Faculty of Engineering Technology

Department Design, Production and Management
Master programme Sustainable Energy Technology

As part of his / her master assignment

Regt, C.J. de (Casper)

will hold a speech entitled:

Designing a Method for Analyzing Charging Behavior to Aid Grid Design

Date06-12-2023
Time14:00
Roomtbd

Summary

The rapid adoption of electric vehicles (EVs) in the Netherlands has presented significant challenges to the existing infrastructure, necessitating a comprehensive understanding of changing EV charging behavior to accommodate this growing demand. The cost and complexity of upgrading the grid infrastructure have posed substantial hurdles for Distribution System Operators (DSOs). This research explores the classification of EV charging behavior and its potential application in designing a grid capable of accommodating various EV user groups. Key characteristics or types of EV charging behavior are identified that have the most significant impact on the grid and provide flexibility to support network-aware charging or generate value for EV users. Therefore flexibility is determined by factors such as the amount of time charged and idle time, charged capacity, and session start time. Common types of classifications used in EV charging behavior analysis are analyzed, distinguishing between top-down and bottom-up approaches.
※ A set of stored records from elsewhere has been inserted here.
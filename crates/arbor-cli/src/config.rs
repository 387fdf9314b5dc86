//! Locating and reading the CLI configuration file.

use std::{
    fmt, fs,
    path::{Path, PathBuf},
};

use directories::ProjectDirs;
use log::{debug, info};

use arbor::{ArborError, config::AppConfig};

use crate::CliError;

/// Project configuration, relative to the working directory.
const PROJECT_CONFIG: &str = "arbor/config.toml";

/// Where a configuration file was found.
#[derive(Debug, Clone, PartialEq, Eq)]
enum ConfigSource {
    /// Given with `--config`; must exist.
    Explicit(PathBuf),
    /// `arbor/config.toml` under the working directory.
    Project(PathBuf),
    /// The platform configuration directory.
    User(PathBuf),
}

impl ConfigSource {
    fn path(&self) -> &Path {
        match self {
            Self::Explicit(path) | Self::Project(path) | Self::User(path) => path,
        }
    }
}

impl fmt::Display for ConfigSource {
    fn fmt(&self, f: &mut fmt::Formatter<'_>) -> fmt::Result {
        let kind = match self {
            Self::Explicit(_) => "explicit",
            Self::Project(_) => "project",
            Self::User(_) => "user",
        };
        write!(f, "{kind} configuration {}", self.path().display())
    }
}

/// Candidate locations, most specific first.
///
/// An explicit path shadows every other location.
fn candidates(explicit: Option<&Path>) -> Vec<ConfigSource> {
    if let Some(path) = explicit {
        return vec![ConfigSource::Explicit(path.to_path_buf())];
    }

    let mut sources = vec![ConfigSource::Project(PathBuf::from(PROJECT_CONFIG))];
    match ProjectDirs::from("com", "arbor", "arbor") {
        Some(dirs) => sources.push(ConfigSource::User(dirs.config_dir().join("config.toml"))),
        None => debug!("No platform configuration directory"),
    }
    sources
}

/// Loads the first configuration file found, or the built-in defaults.
///
/// # Errors
///
/// Fails when an explicit path does not exist, when the chosen file cannot
/// be read, or when it is not a valid configuration. Syntax errors keep the
/// offending span.
pub fn load_config(explicit: Option<impl AsRef<Path>>) -> Result<AppConfig, CliError> {
    let explicit: Option<&Path> = explicit.as_ref().map(|path| path.as_ref());

    for source in candidates(explicit) {
        let path = source.path();
        if path.is_file() {
            info!(source = source.to_string(); "Loading configuration");
            return read(path);
        }
        if let ConfigSource::Explicit(path) = &source {
            return Err(ArborError::Config(format!(
                "configuration file {} does not exist",
                path.display()
            ))
            .into());
        }
        debug!(source = source.to_string(); "Configuration not present");
    }

    debug!("Using default configuration");
    Ok(AppConfig::default())
}

fn read(path: &Path) -> Result<AppConfig, CliError> {
    let content = fs::read_to_string(path).map_err(ArborError::from)?;
    toml::from_str(&content).map_err(|err| CliError::syntax(err, path, content))
}
//! Render driver tests against small shell scripts standing in for Graphviz.
#![cfg(unix)]

use std::{
    fs,
    os::unix::fs::PermissionsExt,
    path::{Path, PathBuf},
    time::{Duration, Instant},
};

use tempfile::{TempDir, tempdir};

use arbor::{
    ArborError, DiagramRenderer,
    config::AppConfig,
    model::{Diagram, Node},
    render::{OutputFormat, RenderDriver},
};

/// Writes an executable script into `dir` and returns its path.
fn fake_engine(dir: &Path, name: &str, body: &str) -> PathBuf {
    let path = dir.join(name);
    fs::write(&path, format!("#!/bin/sh\n{body}\n")).unwrap();
    fs::set_permissions(&path, fs::Permissions::from_mode(0o755)).unwrap();
    path
}

/// Copies the input (last argument) to the `-o` path.
const COPYING_ENGINE: &str = r#"
out=""
while [ $# -gt 1 ]; do
    if [ "$1" = "-o" ]; then out="$2"; shift; fi
    shift
done
cp "$1" "$out"
"#;

/// Leftover temporary directories in `dir`.
fn leftovers(dir: &TempDir) -> Vec<PathBuf> {
    fs::read_dir(dir.path())
        .unwrap()
        .flatten()
        .map(|entry| entry.path())
        .filter(|path| {
            path.file_name()
                .and_then(|name| name.to_str())
                .is_some_and(|name| name.starts_with(".arbor-"))
        })
        .collect()
}

#[test]
fn test_success_moves_artifact_into_place() {
    let dir = tempdir().unwrap();
    let engine = fake_engine(dir.path(), "engine", COPYING_ENGINE);
    let output = dir.path().join("out.svg");

    let result = RenderDriver::new(&engine)
        .render("digraph { a -> b }", &output, OutputFormat::Svg)
        .unwrap();

    assert_eq!(result.path(), output.as_path());
    assert_eq!(result.format(), OutputFormat::Svg);
    assert_eq!(fs::read_to_string(&output).unwrap(), "digraph { a -> b }");
    assert_eq!(result.bytes(), "digraph { a -> b }".len() as u64);
    assert!(result.warnings().is_none());
    assert!(leftovers(&dir).is_empty());
}

#[test]
fn test_success_replaces_existing_output() {
    let dir = tempdir().unwrap();
    let engine = fake_engine(dir.path(), "engine", COPYING_ENGINE);
    let output = dir.path().join("out.png");
    fs::write(&output, "old image").unwrap();

    RenderDriver::new(&engine)
        .render("new image", &output, OutputFormat::Png)
        .unwrap();

    assert_eq!(fs::read_to_string(&output).unwrap(), "new image");
}

#[test]
fn test_engine_arguments() {
    let dir = tempdir().unwrap();
    let log = dir.path().join("args.txt");
    let body = format!(
        "echo \"$@\" > {}\n{COPYING_ENGINE}",
        log.display()
    );
    let engine = fake_engine(dir.path(), "engine", &body);
    let output = dir.path().join("out.pdf");

    RenderDriver::new(&engine)
        .with_layout("neato")
        .render("digraph {}", &output, OutputFormat::Pdf)
        .unwrap();

    let args = fs::read_to_string(&log).unwrap();
    assert!(args.starts_with("-Tpdf -Kneato -o "));
    assert!(args.trim_end().ends_with("diagram.dot"));
}

#[test]
fn test_stderr_on_success_is_reported_as_warnings() {
    let dir = tempdir().unwrap();
    let body = format!("echo 'Warning: node n0 has no image' >&2\n{COPYING_ENGINE}");
    let engine = fake_engine(dir.path(), "engine", &body);
    let output = dir.path().join("out.png");

    let result = RenderDriver::new(&engine)
        .render("digraph {}", &output, OutputFormat::Png)
        .unwrap();

    assert_eq!(
        result.warnings(),
        Some("Warning: node n0 has no image\n")
    );
}

#[test]
fn test_failure_keeps_stderr_and_creates_no_output() {
    let dir = tempdir().unwrap();
    let engine = fake_engine(
        dir.path(),
        "engine",
        "echo \"Error: syntax error in line 1 near 'digraph'\" >&2\nexit 3",
    );
    let output = dir.path().join("out.png");

    let err = RenderDriver::new(&engine)
        .render("not dot at all", &output, OutputFormat::Png)
        .unwrap_err();

    match err {
        ArborError::LayoutEngine {
            status,
            diagnostics,
        } => {
            assert_eq!(status, Some(3));
            assert_eq!(diagnostics, "Error: syntax error in line 1 near 'digraph'\n");
        }
        other => panic!("Expected LayoutEngine, got {other:?}"),
    }
    assert!(!output.exists());
    assert!(leftovers(&dir).is_empty());
}

#[test]
fn test_failure_leaves_existing_output_untouched() {
    let dir = tempdir().unwrap();
    let engine = fake_engine(dir.path(), "engine", "echo broken >&2\nexit 1");
    let output = dir.path().join("out.png");
    fs::write(&output, "previous render").unwrap();

    let err = RenderDriver::new(&engine)
        .render("digraph {}", &output, OutputFormat::Png)
        .unwrap_err();

    assert!(matches!(err, ArborError::LayoutEngine { .. }));
    assert_eq!(fs::read_to_string(&output).unwrap(), "previous render");
}

#[test]
fn test_empty_artifact_is_an_error() {
    let dir = tempdir().unwrap();
    let engine = fake_engine(dir.path(), "engine", "exit 0");
    let output = dir.path().join("out.png");

    let err = RenderDriver::new(&engine)
        .render("digraph {}", &output, OutputFormat::Png)
        .unwrap_err();

    match err {
        ArborError::LayoutEngine { diagnostics, .. } => {
            assert_eq!(diagnostics, "layout engine produced no output");
        }
        other => panic!("Expected LayoutEngine, got {other:?}"),
    }
    assert!(!output.exists());
}

#[test]
fn test_timeout_kills_engine() {
    let dir = tempdir().unwrap();
    let engine = fake_engine(dir.path(), "engine", "exec sleep 5");
    let output = dir.path().join("out.png");

    let err = RenderDriver::new(&engine)
        .with_timeout(Some(Duration::from_millis(200)))
        .render("digraph {}", &output, OutputFormat::Png)
        .unwrap_err();

    assert!(matches!(
        err,
        ArborError::LayoutEngineTimeout { timeout } if timeout == Duration::from_millis(200)
    ));
    assert!(!output.exists());
}

#[test]
fn test_timeout_covers_background_children_holding_stderr() {
    let dir = tempdir().unwrap();
    let engine = fake_engine(dir.path(), "engine", "(sleep 4) &\nexit 2");
    let output = dir.path().join("out.png");

    let started = Instant::now();
    let err = RenderDriver::new(&engine)
        .with_timeout(Some(Duration::from_millis(200)))
        .render("digraph {}", &output, OutputFormat::Png)
        .unwrap_err();

    assert!(matches!(err, ArborError::LayoutEngineTimeout { .. }));
    assert!(started.elapsed() < Duration::from_secs(2));
    assert!(!output.exists());
}

#[cfg(target_os = "linux")]
#[test]
fn test_timeout_kills_processes_started_by_engine() {
    let dir = tempdir().unwrap();
    let pid_file = dir.path().join("child.pid");
    let body = format!("sleep 30 &\necho $! > {}\nwait", pid_file.display());
    let engine = fake_engine(dir.path(), "engine", &body);
    let output = dir.path().join("out.png");

    let started = Instant::now();
    let err = RenderDriver::new(&engine)
        .with_timeout(Some(Duration::from_millis(300)))
        .render("digraph {}", &output, OutputFormat::Png)
        .unwrap_err();

    assert!(matches!(err, ArborError::LayoutEngineTimeout { .. }));
    assert!(started.elapsed() < Duration::from_secs(5));

    let pid = fs::read_to_string(&pid_file).unwrap().trim().to_string();
    // Gone, or a zombie waiting for whoever adopted it.
    let alive = || {
        fs::read_to_string(format!("/proc/{pid}/stat")).is_ok_and(|stat| {
            let state = stat.rsplit(')').next().unwrap_or_default();
            !state.trim_start().starts_with('Z')
        })
    };
    let gone = (0..50).any(|_| {
        if alive() {
            std::thread::sleep(Duration::from_millis(20));
            false
        } else {
            true
        }
    });
    assert!(gone, "sleep {pid} outlived the timed-out engine");
}

#[test]
fn test_renderer_uses_configured_engine_and_title() {
    let dir = tempdir().unwrap();
    let engine = fake_engine(dir.path(), "engine", COPYING_ENGINE);
    let mut config = AppConfig::default();
    config.engine_mut().set_program(engine.display().to_string());
    config.engine_mut().set_format(OutputFormat::Svg);

    let mut diagram = Diagram::new().with_title("Render Me");
    let root = diagram.root();
    diagram.add_node(root, Node::new("only")).unwrap();

    let output = dir.path().join("render_me.svg");
    let result = DiagramRenderer::new(config)
        .render(&diagram, Some(&output))
        .unwrap();

    assert_eq!(result.format(), OutputFormat::Svg);
    let written = fs::read_to_string(&output).unwrap();
    assert!(written.starts_with("digraph \"Render Me\" {"));
}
While common top-down approaches rely on demographics and travel data, this research shows that historical charging data does not readily link to demographic characteristics, and thus a bottom-up approach, focusing on patterns in charging behavior, is more practical. The study explores how classifications can help relevant parties better understand and address challenges and opportunities in EV charging infrastructure. Identifying flexibility in charging behavior is crucial for grid design, especially in the context of grid congestion and costly upgrades. Smart charging solutions can be implemented when charging flexibility is high. The main research question of the thesis focuses on utilizing the classification of changing EV charging behavior to provide guidance to policymakers, DSOs, and other relevant parties in grid design. By classifying EV users based on flexibility, DSOs can identify critical moments when smart-charging solutions may fall short in mitigating grid congestion. Addressing the conflicting interests of Charging Point Operators (CPOs) and DSOs is essential to align network-aware charging with CPO interests. To distribute the value of flexibility fairly among EV users and CPOs, there needs to be a shared understanding of the significance of network-aware charging. It is recommended that ElaadNL adopt classification models based on flexibility and monitor trends in the relationship between urbanity and charging flexibility.